NATURE CLICKS #469 - AMERICAN KESTREL


Female American Kestrel, Little Missouri National Grasslands, North Dakota

Here in eastern Iowa the American Kestrel can be found even during winter. Up in the northwest part of North Dakota the kestrel migrates south for the cold season. The picture was made just a few miles south of Theodore Roosevelt National Park’s North Unit. Whenever possible, most wildlife photographers try to keep the human made elements out of the frame. This is quite difficult with the American Kestrel because 90 percent of the time I find them perching on an electrical power line. This gives you no sense of location and who really loves these “wire shots”?

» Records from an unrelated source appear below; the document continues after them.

//! Cumulative dose-volume histograms

use crate::error::{Error, Result};
use crate::types::{Mask, Masks, Percentf64, Volume};
use super::check_shape;

pub const DEFAULT_BINS: usize = 2000;

/// Percentage of a region's dosed voxels receiving more than each threshold
#[derive(Clone, Debug, PartialEq)]
pub struct Dvh {
    /// Thresholds are `h * bin_width` for `h` in `0..volume_percent.len()`
    pub bin_width: f64,
    pub volume_percent: Vec<Percentf64>,
}

impl Dvh {
    /// Thresholds span `0..round(max(dose))`, where the maximum is taken over
    /// the whole volume, not just the region, and halves round to even.
    pub fn build(dose: &Volume<f64>, mask: &Mask, bins: usize) -> Result<Self> {
        Self::build_named("region", dose, mask, bins)
    }

    fn build_named(name: &str, dose: &Volume<f64>, mask: &Mask, bins: usize) -> Result<Self> {
        if bins == 0 { return Err(Error::NoBins) }
        let (x, y, z) = dose.dim();
        check_shape(name, mask, [x, y, z])?;

        let max = dose.iter().copied().fold(f64::NEG_INFINITY, f64::max).round_ties_even();
        let mut dosed: Vec<f64> = dose.iter().zip(mask)
            .filter_map(|(&d, &m)| (m && d > 0.0).then_some(d))
            .collect();
        if dosed.is_empty() { return Err(Error::EmptyRegion(name.into())) }
        dosed.sort_unstable_by(f64::total_cmp);

        let n = dosed.len() as f64;
        let bin_width = max / bins as f64;
        let volume_percent = (0..bins)
            .map(|h| {
                let threshold = h as f64 * bin_width;
                let above = dosed.len() - dosed.partition_point(|&d| d <= threshold);
                above as f64 / n * 100.0
            })
            .collect();
        Ok(Self { bin_width, volume_percent })
    }

    /// DVHs of the regions called `rois`, in the given order. `each` is
    /// called after every region, e.g. to report progress.
    pub fn for_rois(
        dose: &Volume<f64>,
        masks: &Masks,
        rois: &[String],
        bins: usize,
        mut each: impl FnMut(&str),
    ) -> Result<Vec<(String, Dvh)>> {
        rois.iter()
            .map(|roi| {
                let mask = masks.get(roi).ok_or_else(|| Error::MissingStructure(roi.clone()))?;
                let dvh = Self::build_named(roi, dose, mask, bins)?;
                log::debug!("DVH of `{roi}`: {} bins of {:.3}", bins, dvh.bin_width);
                each(roi);
                Ok((roi.clone(), dvh))
            })
            .collect()
    }

    /// `(threshold, percent)` pairs
    pub fn points(&self) -> impl Iterator<Item = (f64, Percentf64)> + '_ {
        self.volume_percent.iter().enumerate()
            .map(|(h, &v)| (h as f64 * self.bin_width, v))
    }
}


#[cfg(test)]
mod tests {
    use super::*;
    use float_eq::assert_float_eq;
    use pretty_assertions::assert_eq;
    use rstest::rstest;

    fn line(doses: &[f64]) -> Volume<f64> {
        Volume::from_shape_vec([doses.len(), 1, 1], doses.to_vec()).unwrap()
    }

    #[test]
    fn small_histogram() {
        let dose = line(&[0.0, 1.0, 2.0, 3.0, 4.0]);
        let mask = Mask::from_elem([5, 1, 1], true);
        let dvh = Dvh::build(&dose, &mask, 4).unwrap();
        assert_float_eq!(dvh.bin_width, 1.0, abs <= 1e-15);
        assert_eq!(dvh.volume_percent, vec![100.0, 75.0, 50.0, 25.0]);
    }

    #[test]
    fn maximum_comes_from_whole_volume() {
        let dose = line(&[2.0, 4.0, 10.0]);
        let mut mask = Mask::from_elem([3, 1, 1], true);
        mask[[2, 0, 0]] = false;
        let dvh = Dvh::build(&dose, &mask, 5).unwrap();
        assert_float_eq!(dvh.bin_width, 2.0, abs <= 1e-15);
        // Thresholds 0, 2, 4, 6, 8
        assert_eq!(dvh.volume_percent, vec![100.0, 50.0, 0.0, 0.0, 0.0]);
    }

    #[rstest(/**/ max, bin_width,
             case(2.5, 0.4), // ties go to the even neighbour
             case(3.5, 0.8),
             case(2.4, 0.4),
             case(2.6, 0.6),
    )]
    fn maximum_rounds_half_to_even(max: f64, bin_width: f64) {
        let dose = line(&[max, 1.0]);
        let mask = Mask::from_elem([2, 1, 1], true);
        let dvh = Dvh::build(&dose, &mask, 5).unwrap();
        assert_float_eq!(dvh.bin_width, bin_width, abs <= 1e-12);
    }

    #[test]
    fn tie_at_half_gives_narrow_bins() {
        let dvh = Dvh::build(&line(&[2.5, 1.0]), &Mask::from_elem([2, 1, 1], true), 5).unwrap();
        // Thresholds 0, 0.4, 0.8, 1.2, 1.6
        assert_eq!(dvh.volume_percent, vec![100.0, 100.0, 100.0, 50.0, 50.0]);
    }

    #[test]
    fn rejects_degenerate_input() {
        let dose = line(&[0.0, 3.0]);
        let mut mask = Mask::from_elem([2, 1, 1], false);
        assert!(matches!(Dvh::build(&dose, &mask, 0), Err(Error::NoBins)));
        mask[[0, 0, 0]] = true;
        assert!(matches!(Dvh::build(&dose, &mask, 10), Err(Error::EmptyRegion(_))));
        assert!(matches!(Dvh::build(&dose, &Mask::from_elem([3, 1, 1], true), 10),
                         Err(Error::ShapeMismatch { .. })));
    }

    #[test]
    fn several_rois() {
        let dose = line(&[1.0, 2.0, 3.0, 4.0]);
        let mut liver = Mask::from_elem([4, 1, 1], false);
        liver[[3, 0, 0]] = true;
        let masks: Masks = [("Liver".to_string(), liver), ("Body".to_string(), Mask::from_elem([4, 1, 1], true))]
            .into_iter().collect();
        let mut seen = vec![];
        let rois = ["Body".to_string(), "Liver".to_string()];
        let dvhs = Dvh::for_rois(&dose, &masks, &rois, DEFAULT_BINS, |r| seen.push(r.to_string())).unwrap();
        assert_eq!(seen, vec!["Body", "Liver"]);
        assert_eq!(dvhs[1].1.volume_percent[DEFAULT_BINS - 1], 100.0);
        assert!(matches!(Dvh::for_rois(&dose, &masks, &["Lung_L".into()], 10, |_| ()),
                         Err(Error::MissingStructure(n)) if n == "Lung_L"));
    }

    use proptest::prelude::*;

    proptest! {
        #[test]
        fn curve_is_non_increasing_from_one_hundred(
            doses in proptest::collection::vec(0.0..50.0_f64, 1..40),
            bins  in 1..200_usize,
        ) {
            let mut doses = doses;
            doses[0] += 1.0;
            let dose = line(&doses);
            let mask = Mask::from_elem([doses.len(), 1, 1], true);
            let dvh = Dvh::build(&dose, &mask, bins).unwrap();
            prop_assert_eq!(dvh.volume_percent[0], 100.0);
            for w in dvh.volume_percent.windows(2) { prop_assert!(w[1] <= w[0]); }
        }
    }
}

This female American Kestrel posed nicely on a bale of hey in a field beside the gravel road. Sure, this is a human made thing, but the difference to the “unknown wire” is that a bale of hey gives you a sense of location. Yes, grassland, fields, and prairie are preferred habitats for this bird. During summer time large insects, like grasshoppers, are their main diet, while during winter months small mammals, birds, and amphibians are on the menu.

NATURE CLICKS #292 - DIFFERENTIAL GRASHOPPER


Nikon D750, Nikkor 24-120mm / f4

Grashoppers, crickets, and katydids dominate the sound spectrum almost everywhere where nature has a chance to unfold in Iowa during the month of August. Especially at night it is a never ending “wall of sound” produced by these insects.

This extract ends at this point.